Exercise details: Could you filter the data below down to the lines that hold the word "bool"?

(Records from a data collection)
===
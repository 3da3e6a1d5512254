// ✏️ Session Edit Store - in-memory working copies, one store per session
// Nothing here ever writes back to the Dataset Registry or the source files.

use crate::error::{DashboardError, Result};
use crate::registry::QueryKey;
use crate::table::{Cell, Table};
use chrono::{DateTime, Utc};
use serde::{Deserialize, Serialize};
use std::collections::HashMap;
use tracing::{debug, info};
use uuid::Uuid;

// ============================================================================
// WORKING COPY
// ============================================================================

/// WorkingCopy - an independent, mutable fork of a (possibly filtered) table
#[derive(Debug, Clone, Serialize)]
pub struct WorkingCopy {
    table: Table,
    forked_at: DateTime<Utc>,
    edits: usize,
}

impl WorkingCopy {
    fn fork(base: &Table) -> Self {
        WorkingCopy {
            table: base.clone(),
            forked_at: Utc::now(),
            edits: 0,
        }
    }

    pub fn table(&self) -> &Table {
        &self.table
    }

    pub fn table_mut(&mut self) -> &mut Table {
        &mut self.table
    }

    pub fn forked_at(&self) -> DateTime<Utc> {
        self.forked_at
    }

    /// Number of edits applied through `apply`
    pub fn edit_count(&self) -> usize {
        self.edits
    }

    /// Apply one edit in place
    pub fn apply(&mut self, edit: Edit) -> Result<()> {
        edit.apply_to(&mut self.table)?;
        self.edits += 1;
        Ok(())
    }
}

/// Edit - one row-level change made through an editor widget
#[derive(Debug, Clone, PartialEq, Serialize, Deserialize)]
#[serde(tag = "op", rename_all = "snake_case")]
pub enum Edit {
    SetCell { row: usize, column: String, value: Cell },
    AppendRow { cells: Vec<Cell> },
    RemoveRow { row: usize },
}

impl Edit {
    pub fn apply_to(self, table: &mut Table) -> Result<()> {
        match self {
            Edit::SetCell { row, column, value } => table.set_cell(row, &column, value),
            Edit::AppendRow { cells } => {
                table.push_row(cells);
                Ok(())
            }
            Edit::RemoveRow { row } => table.remove_row(row).map(|_| ()),
        }
    }
}

// ============================================================================
// SESSION EDIT STORE
// ============================================================================

/// SessionEditStore - working copies for exactly one user session
///
/// A new store is always empty; dropping it discards every edit.
#[derive(Debug)]
pub struct SessionEditStore {
    id: Uuid,
    created_at: DateTime<Utc>,
    copies: HashMap<QueryKey, WorkingCopy>,
}

impl SessionEditStore {
    pub fn new() -> Self {
        SessionEditStore {
            id: Uuid::new_v4(),
            created_at: Utc::now(),
            copies: HashMap::new(),
        }
    }

    pub fn id(&self) -> Uuid {
        self.id
    }

    pub fn created_at(&self) -> DateTime<Utc> {
        self.created_at
    }

    /// Existing working copy for `key`, or a fresh fork of `base`
    pub fn get_or_fork(&mut self, key: QueryKey, base: &Table) -> &mut WorkingCopy {
        let session = self.id;
        self.copies.entry(key).or_insert_with(|| {
            debug!(%session, query = %key, rows = base.row_count(), "forked working copy");
            WorkingCopy::fork(base)
        })
    }

    /// Replace the stored working copy with a mutated table
    pub fn commit(&mut self, key: QueryKey, table: Table) {
        let copy = self.copies.entry(key).or_insert_with(|| WorkingCopy::fork(&table));
        copy.table = table;
        copy.edits += 1;
    }

    /// Fork if needed, then apply one edit
    pub fn apply_edit(&mut self, key: QueryKey, base: &Table, edit: Edit) -> Result<&WorkingCopy> {
        let copy = self.get_or_fork(key, base);
        copy.apply(edit)?;
        Ok(&*copy)
    }

    pub fn get(&self, key: QueryKey) -> Option<&WorkingCopy> {
        self.copies.get(&key)
    }

    /// Drop the working copy for `key`. Returns whether one existed.
    pub fn discard(&mut self, key: QueryKey) -> bool {
        self.copies.remove(&key).is_some()
    }

    /// Keys with a working copy, sorted
    pub fn keys(&self) -> Vec<QueryKey> {
        let mut keys: Vec<QueryKey> = self.copies.keys().copied().collect();
        keys.sort();
        keys
    }

    pub fn len(&self) -> usize {
        self.copies.len()
    }

    pub fn is_empty(&self) -> bool {
        self.copies.is_empty()
    }

    /// What this session sees for `key`: its working copy if any, else `base`
    pub fn view<'a>(&'a self, key: QueryKey, base: &'a Table) -> &'a Table {
        self.copies.get(&key).map(WorkingCopy::table).unwrap_or(base)
    }

    /// CSV download of the session's view of `key`
    pub fn export_csv(&self, key: QueryKey, base: &Table) -> Result<Vec<u8>> {
        self.view(key, base).to_csv_bytes()
    }
}

impl Default for SessionEditStore {
    fn default() -> Self {
        Self::new()
    }
}

// ============================================================================
// SESSION POOL (multi-session hosts)
// ============================================================================

/// SessionPool - one independent store per session id
#[derive(Debug, Default)]
pub struct SessionPool {
    sessions: HashMap<Uuid, SessionEditStore>,
}

impl SessionPool {
    pub fn new() -> Self {
        SessionPool::default()
    }

    /// Start a new, empty session
    pub fn open(&mut self) -> Uuid {
        let store = SessionEditStore::new();
        let id = store.id();
        self.sessions.insert(id, store);
        info!(session = %id, "session opened");
        id
    }

    /// End a session, discarding its edits
    pub fn close(&mut self, id: Uuid) -> bool {
        let closed = self.sessions.remove(&id).is_some();
        if closed {
            info!(session = %id, "session closed");
        }
        closed
    }

    pub fn get(&self, id: Uuid) -> Result<&SessionEditStore> {
        self.sessions.get(&id).ok_or(DashboardError::UnknownSession(id))
    }

    pub fn get_mut(&mut self, id: Uuid) -> Result<&mut SessionEditStore> {
        self.sessions.get_mut(&id).ok_or(DashboardError::UnknownSession(id))
    }

    pub fn len(&self) -> usize {
        self.sessions.len()
    }

    pub fn is_empty(&self) -> bool {
        self.sessions.is_empty()
    }
}

// ============================================================================
// TESTS
// ============================================================================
===
Solution to this exercise:
    pub fn discard(&mut self, key: QueryKey) -> bool {
    pub fn is_empty(&self) -> bool {
    pub fn close(&mut self, id: Uuid) -> bool {
    pub fn is_empty(&self) -> bool {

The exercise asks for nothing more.